Background information
- Born: Barbara Josephine Bulat April 13, 1984 (age 42) Toronto, Ontario, Canada
- Origin: London, Ontario, Canada
- Genres: Folk
- Occupation: Singer-songwriter
- Instruments: Vocals, guitar, autoharp, hammered dulcimer, piano, ukulele, charango
- Years active: 2004–present
- Labels: Rough Trade, Hardwood, Secret City
- Website: basiabulat.com

= Basia Bulat =

Canadian folk singer-songwriter

Barbara Josephine Bulat (born April 13, 1984), known professionally as Basia Bulat (/ˈbɒʃə buːˈlɒt/), is a Canadian folk singer-songwriter. She is known for performing with an autoharp.

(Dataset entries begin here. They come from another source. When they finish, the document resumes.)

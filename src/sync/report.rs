//! Batch result log rendered as a markdown note.

use chrono::Local;

use super::{BatchProcessFileResult, DeleteError};
use crate::vault::{self, Vault, VaultError, VaultFile};

pub const LOG_FILE_PREFIX: &str = "webdav-batch-log-";

const RESULT_HEADERS: &[&str] = &["Status", "Original Link", "New Link", "Error Message"];
const DELETE_HEADERS: &[&str] = &["File", "Error Message"];

fn cell(text: &str) -> String {
    text.replace('|', "\\|").replace('\n', " ")
}

fn table_header(headers: &[&str]) -> String {
    let separator: Vec<&str> = headers.iter().map(|_| "---").collect();
    format!("| {} |\n| {} |\n", headers.join(" | "), separator.join(" | "))
}

/// Render results grouped by note, successes first within each note.
///
/// `delete_errors` adds the section for files that could not be disposed of
/// after an upload.
pub fn render_log(
    vault: &dyn Vault,
    results: &[BatchProcessFileResult],
    delete_errors: Option<&[DeleteError]>,
) -> String {
    let mut notes: Vec<(&VaultFile, Vec<&BatchProcessFileResult>)> = Vec::new();
    for result in results {
        match notes.iter_mut().find(|(note, _)| note.path == result.note.path) {
            Some((_, group)) => group.push(result),
            None => notes.push((&result.note, vec![result])),
        }
    }

    let mut content = String::from("## Processed Notes\n\n");
    for (note, mut group) in notes {
        group.sort_by_key(|result| !result.success);

        content.push_str(&format!("### {}\n\n", vault.generate_link(note)));
        content.push_str(&table_header(RESULT_HEADERS));
        for result in group {
            content.push_str(&format!(
                "| {} | {} | {} | {} |\n",
                if result.success { "✓" } else { "✗" },
                cell(&result.link.path),
                cell(result.new_link.as_deref().unwrap_or("")),
                cell(result.message.as_deref().unwrap_or("")),
            ));
        }
        content.push('\n');
    }

    if let Some(delete_errors) = delete_errors {
        content.push_str("\n## Failed to Delete Local Files\n\n");
        content.push_str(&table_header(DELETE_HEADERS));
        for error in delete_errors {
            content.push_str(&format!("| {} | {} |\n", cell(&error.file), cell(&error.error)));
        }
    }

    content
}

/// Write the log to a timestamped note at the vault root
pub async fn write_log(
    vault: &dyn Vault,
    results: &[BatchProcessFileResult],
    delete_errors: Option<&[DeleteError]>,
) -> vault::Result<VaultFile> {
    let path = format!("{}{}.md", LOG_FILE_PREFIX, Local::now().format("%Y%m%d-%H%M%S"));
    let content = render_log(vault, results, delete_errors);

    let file = match vault.file(&path)? {
        Some(existing) => {
            vault.modify(&existing, &content, None).await?;
            vault.file(&path)?.ok_or_else(|| VaultError::NotFound(path.clone()))?
        }
        None => vault.create(&path, &content).await?,
    };
    log::info!("Batch log written to '{}'", file.path);
    Ok(file)
}

#[cfg(test)]
mod tests {
    use super::*;
    use crate::link::match_links;
    use crate::test_support::Fixture;

    fn results(fixture: &Fixture) -> Vec<BatchProcessFileResult> {
        let one = fixture.note("notes/one.md", "");
        let two = fixture.note("two.md", "");
        let link = |text: &str| match_links(text).remove(0);

        vec![
            BatchProcessFileResult::failed(&one, link("[[gone.png]]"), "File not found: 'gone.png'"),
            BatchProcessFileResult::succeeded(&one, link("[[a.png]]"), "https://s/a.png"),
            BatchProcessFileResult::succeeded(&two, link("[x](b|c.png)"), "https://s/b.png"),
        ]
    }

    #[test]
    fn test_render_groups_by_note_with_successes_first() {
        let fixture = Fixture::new();
        let log = render_log(&fixture.vault, &results(&fixture), None);

        let expected = "## Processed Notes\n\n\
            ### [[notes/one]]\n\n\
            | Status | Original Link | New Link | Error Message |\n\
            | --- | --- | --- | --- |\n\
            | ✓ | a.png | https://s/a.png |  |\n\
            | ✗ | gone.png |  | File not found: 'gone.png' |\n\n\
            ### [[two]]\n\n\
            | Status | Original Link | New Link | Error Message |\n\
            | --- | --- | --- | --- |\n\
            | ✓ | b\\|c.png | https://s/b.png |  |\n\n";
        assert_eq!(log, expected);
    }

    #[test]
    fn test_render_delete_errors_section() {
        let fixture = Fixture::new();
        let errors = vec![DeleteError {
            file: "a.png".to_string(),
            error: "Failed to delete local file 'a.png', denied".to_string(),
        }];
        let log = render_log(&fixture.vault, &[], Some(errors.as_slice()));

        assert!(log.ends_with(
            "## Failed to Delete Local Files\n\n\
             | File | Error Message |\n\
             | --- | --- |\n\
             | a.png | Failed to delete local file 'a.png', denied |\n"
        ));
    }

    #[tokio::test]
    async fn test_write_log_creates_note_at_root() {
        let fixture = Fixture::new();
        let file = write_log(&fixture.vault, &results(&fixture), Some(&[][..])).await.unwrap();

        assert!(file.path.starts_with(LOG_FILE_PREFIX));
        assert!(file.path.ends_with(".md"));
        assert!(!file.path.contains('/'));
        assert!(fixture.read(&file.path).contains("### [[two]]"));
    }
}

==Early life and education==
Bulat grew up in Etobicoke, Ontario, where her mother was a music teacher who taught piano and guitar. She is of Polish origin and a member of the Canadian Polonia. She has said the radio at home was permanently tuned to an oldies station. "I don't think I realised the radio had more than one station until I was 11 or 12," she says.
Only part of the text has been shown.